AtCoder Beginner Contest 247

A - Move Right

给一个四位的二进制，输出右移一位的结果

#include <bits/stdc++.h>
using namespace std;

int n;
string s ;

int main()
{
    cin >> s;
    cout << '0';
    for( int i = 0 ; i <= 2 ; i ++ )
        cout << s[i];
}

B - Unique Nicknames

每一个人都有一个姓和一个名，要给每个人取一个昵称

昵称要满足两个条件，首先昵称必修与姓或名相同，其次昵称不能与其他人的姓或名相同

实际上把所有的所有的名和姓塞入到一个 map 中，只要一个人的名或姓是唯一的那么他就是可以起一个昵称

注意的是，会有人的名和姓相同

#include <bits/stdc++.h>
using namespace std;

int n;
map<string , int> st;
string a[105] , b[105];

int main()
{
    cin >> n;
    for( int i = 1 ; i <= n ; i ++ ) {
        cin >> a[i] >> b[i];
        st[a[i]] ++ ;
        if( a[i] != b[i] ) st[b[i]] ++;
    }
    for( int i = 1 ; i <= n ; i ++ )
    {
        if( st[a[i]] == 1 || st[b[i]] == 1) continue;
        printf("No\n");
        return 0;
    }
    printf("Yes\n");
    return 0;
}

C - 1 2 1 3 1 2 1

题目给定了一个构造字符串的方法，\(s_i=s_{i-1}is_{i-1}\)

因为 n 很小直接构造就好

#include <bits/stdc++.h>
using namespace std;

int n;
string s[20];

int main()
{
    cin >> n;
    s[1] = "1";
    for( int i = 2 ; i <= n ; i ++ )
        s[i] = s[i-1] + " " + to_string(i) + " " + s[i-1];
    cout << s[n];
    return 0;
}

D - Cylinder

首先给一个队列，然后有两种操作

1. 插入 c 个 x
2. 取出 c 个数并求和

如果单纯的模拟的话会 t，所以队列中存的是一个pair表示数和数的个数

然后每次我们取出一个pair如果有剩余的数就插回到队头，所以这里要用到双端队列

#include <bits/stdc++.h>
#define ll long long
using namespace std;

ll n , cnt;
deque< pair<ll,ll> > dq;

int read(){
    int x = 0 , f = 1 , ch = getchar();
    while( (ch<'0'||ch>'9') && ch != '-' ) ch = getchar();
    if( ch == '-' ) f = -1 , ch = getchar();
    while( ch >= '0' && ch <= '9' ) x = (x<<3)+(x<<1) + ch-'0' , ch = getchar();
    return x*f;
}

int main() {
    n = read();
    for( ll op , m , x , c ; n ; n -- ) {
        op = read();
        if (op == 1)
            x = read(), c = read(), dq.push_back({x, c});
        else {
            m = read(), cnt = 0;
            while (m) {
                x = dq.front().first, c = dq.front().second, dq.pop_front();
                if (c <= m)
                    cnt += x * c, m -= c;
                else
                    cnt += x * m , dq.push_front({x, c - m}) , m = 0;
            }
            printf("%lld\n", cnt);
        }
    }
    return 0;
}

E - Max Min

给定长度为 n 的序列，问有多少个区间的最大值最小值是 x 和 y

首先枚举一下左端点，然后二分出符合条件的最小值和最大值即可

那么如何判区间时候符合条件呢？
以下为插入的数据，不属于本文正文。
//! HTTP Basic authentication against argon2-hashed accounts.
//!
//! A verified username becomes the request's [`Identity`]; the
//! [`authenticate`] middleware inserts it into the request extensions where
//! [`campus_api::Caller`] picks it up.

use std::{collections::HashMap, sync::Arc};

use argon2::{
  Argon2, PasswordHash, PasswordHasher, PasswordVerifier,
  password_hash::SaltString,
};
use axum::{
  extract::{Request, State},
  http::HeaderMap,
  middleware::Next,
  response::Response,
};
use base64::Engine as _;
use base64::engine::general_purpose::STANDARD as B64;
use campus_core::Identity;
use rand_core::OsRng;
use serde::Deserialize;
use tracing::warn;

use crate::error::Error;

/// One login accepted by this server instance.
#[derive(Debug, Clone, Deserialize)]
pub struct Account {
  pub username:      String,
  /// PHC string produced by argon2, e.g. `$argon2id$v=19$…`
  pub password_hash: String,
}

/// Credentials accepted as valid, keyed by username.
#[derive(Clone, Default)]
pub struct AuthConfig {
  accounts: HashMap<String, String>,
}

impl AuthConfig {
  /// Build from configured accounts, rejecting hashes that do not parse.
  pub fn new(accounts: &[Account]) -> Result<Self, Error> {
    let mut map = HashMap::with_capacity(accounts.len());
    for account in accounts {
      PasswordHash::new(&account.password_hash).map_err(|_| Error::InvalidHash {
        username: account.username.clone(),
      })?;
      map.insert(account.username.clone(), account.password_hash.clone());
    }
    Ok(Self { accounts: map })
  }
}

/// Produce an argon2 PHC string for `password`.
pub fn hash_password(password: &str) -> Result<String, Error> {
  let salt = SaltString::generate(&mut OsRng);
  Ok(
    Argon2::default()
      .hash_password(password.as_bytes(), &salt)
      .map_err(|e| Error::Hash(e.to_string()))?
      .to_string(),
  )
}

/// Verify Basic credentials from headers and return the caller's identity.
pub fn verify_auth(headers: &HeaderMap, config: &AuthConfig) -> Result<Identity, Error> {
  let header_val = headers
    .get(axum::http::header::AUTHORIZATION)
    .and_then(|v| v.to_str().ok())
    .ok_or(Error::Unauthorized)?;

  let encoded = header_val
    .strip_prefix("Basic ")
    .ok_or(Error::Unauthorized)?;

  let decoded = B64.decode(encoded).map_err(|_| Error::Unauthorized)?;
  let creds   = std::str::from_utf8(&decoded).map_err(|_| Error::Unauthorized)?;

  let (username, password) = creds.split_once(':').ok_or(Error::Unauthorized)?;

  let Some(stored) = config.accounts.get(username) else {
    warn!(username, "login for unknown account");
    return Err(Error::Unauthorized);
  };

  let parsed_hash = PasswordHash::new(stored).map_err(|_| Error::Unauthorized)?;

  Argon2::default()
    .verify_password(password.as_bytes(), &parsed_hash)
    .map_err(|_| {
      warn!(username, "wrong password");
      Error::Unauthorized
    })?;

  Ok(Identity::new(username))
}

/// Middleware: authenticate the request or answer 401.
pub async fn authenticate(
  State(auth): State<Arc<AuthConfig>>,
  mut req: Request,
  next: Next,
) -> Result<Response, Error> {
  let identity = verify_auth(req.headers(), &auth)?;
  req.extensions_mut().insert(identity);
  Ok(next.run(req).await)
}
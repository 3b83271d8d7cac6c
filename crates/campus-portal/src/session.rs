//! Session state and the authentication seam.
//!
//! The interactive ceremony itself is external: an [`Authenticator`] runs it
//! and yields a [`SchoolBackend`] bound to the resulting identity. The portal
//! only tracks which phase the session is in.

use std::{future::Future, sync::Arc};

use campus_core::{
  Identity, Result,
  backend::{LocalBackend, SchoolBackend},
  registry::Registry,
  store::SchoolStore,
};

use crate::client::{ApiClient, ApiConfig};

#[derive(Debug, Clone, Copy, PartialEq, Eq, Default)]
pub enum SessionStatus {
  /// Startup; nothing is known yet.
  #[default]
  Initializing,
  Unauthenticated,
  /// A login ceremony is pending.
  Authenticating,
  Authenticated,
}

/// What a call to `Portal::login` did.
#[derive(Debug, Clone, PartialEq, Eq)]
pub enum LoginOutcome {
  LoggedIn(Identity),
  /// Another login was already pending; this call did nothing.
  InProgress,
  /// A logout arrived while the ceremony was pending; its result was dropped.
  Cancelled,
}

/// Runs a login ceremony.
pub trait Authenticator: Send + Sync {
  type Backend: SchoolBackend + Clone + 'static;

  fn authenticate(&self) -> impl Future<Output = Result<Self::Backend>> + Send + '_;
}

// ─── Password ─────────────────────────────────────────────────────────────────

/// HTTP Basic credentials, checked against the server's `/session` endpoint.
pub struct PasswordAuthenticator {
  pub config: ApiConfig,
}

impl Authenticator for PasswordAuthenticator {
  type Backend = ApiClient;

  async fn authenticate(&self) -> Result<ApiClient> {
    let client = ApiClient::new(self.config.clone())?;
    let identity = client.whoami().await?;
    tracing::debug!(%identity, "credentials accepted");
    Ok(client.with_identity(identity))
  }
}

// ─── Local ────────────────────────────────────────────────────────────────────

/// Logs straight in as a fixed identity against an in-process registry.
pub struct LocalAuthenticator<S> {
  pub registry: Arc<Registry<S>>,
  pub identity: Identity,
}

impl<S: SchoolStore + 'static> Authenticator for LocalAuthenticator<S> {
  type Backend = LocalBackend<S>;

  async fn authenticate(&self) -> Result<LocalBackend<S>> {
    Ok(LocalBackend::new(
      Arc::clone(&self.registry),
      self.identity.clone(),
    ))
  }
}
实际上就是用线段树来维护一下区间最值就好了

#include <bits/stdc++.h>
#define ll long long
using namespace std;

const int N = 2e5+5;
int n , maxx , miny , a[N] ;
ll cnt ;

struct Node{
    int l , r , maxval , minval;
    Node *left , *right;
    Node( int l , int r , int maxval , int minval , Node * left , Node * right ) : l(l) , r(r) , maxval(maxval) , minval(minval) , left(left) , right(right){};
} *root;

Node * build( int l , int r )
{
    if( l == r ) return new Node( l , r , a[l] , a[l] , 0 , 0 );
    int mid = ( l + r ) >> 1;
    Node * left = build( l , mid ) , * right = build( mid + 1 , r );
    return new Node( l , r , max( left -> maxval , right -> maxval) , min( left -> minval , right -> minval ) , left , right );
}

void query( int l , int r , Node * cur , int &maxval , int &minval )
{
    if( l == cur -> l && r == cur ->r )
    {
        maxval = max( maxval , cur -> maxval ) , minval = min( minval , cur -> minval );
        return ;
    }
    int mid = ( cur -> l + cur -> r ) >> 1;
    if( l > mid ) query( l , r , cur -> right , maxval , minval );
    else if( r <= mid ) query( l , r , cur -> left , maxval , minval );
    else query( l , mid , cur -> left , maxval , minval ) , query( mid + 1 , r , cur -> right , maxval , minval );
}

ll erfen1( int x ){
    int l = x , r = n , mid , res = -1, maxval , minval;
    while( l <= r ){
        mid = (l+r)>>1 , maxval = -1 , minval = 0x7fffffff;
        query( x , mid , root , maxval , minval );
        if( maxval >= maxx && minval <= miny ) res = mid , r = mid - 1;
        else l = mid + 1;
    }
    if( res == -1 ) return -1;
    maxval = -1 , minval = 0x7fffffff , query( x  , res , root , maxval , minval );
    if(maxval == maxx && minval == miny ) return res;
    return -1;
}

ll erfen2( int x ){
    int l = x , r = n , mid , res = -1, maxval , minval;
    while( l <= r ){
        mid = (l+r)>>1 , maxval = -1 , minval = 0x7fffffff;
        query( x , mid , root , maxval , minval );
        if( maxval <= maxx && minval >= miny ) res = mid , l = mid + 1;
        else r = mid - 1;
    }
    if( res == -1 ) return -1;
    maxval = -1 , minval = 0x7fffffff , query( x  , res , root , maxval , minval );
    if(maxval == maxx && minval == miny ) return res;
    return -1;
}

int read(){
    int x = 0 , f = 1 , ch = getchar();
    while( (ch<'0'||ch>'9') && ch != '-' ) ch = getchar();
    if( ch == '-' ) f = -1 , ch = getchar();
    while( ch >= '0' && ch <= '9' ) x = (x<<3)+(x<<1) + ch-'0' , ch = getchar();
    return x*f;
}

int main() {
    n = read() , maxx = read() , miny = read();
    for( int i = 1 ; i <= n ; i ++ ) a[i] = read();
    root = build(1,n);
    for( ll i = 1 , l , r ; i <= n ; i ++ ){
        l = erfen1( i ) , r = erfen2(i);
        if( l != -1 && r != -1 ) cnt += r - l + 1;
    }
    cout << cnt << endl;
    return 0;
}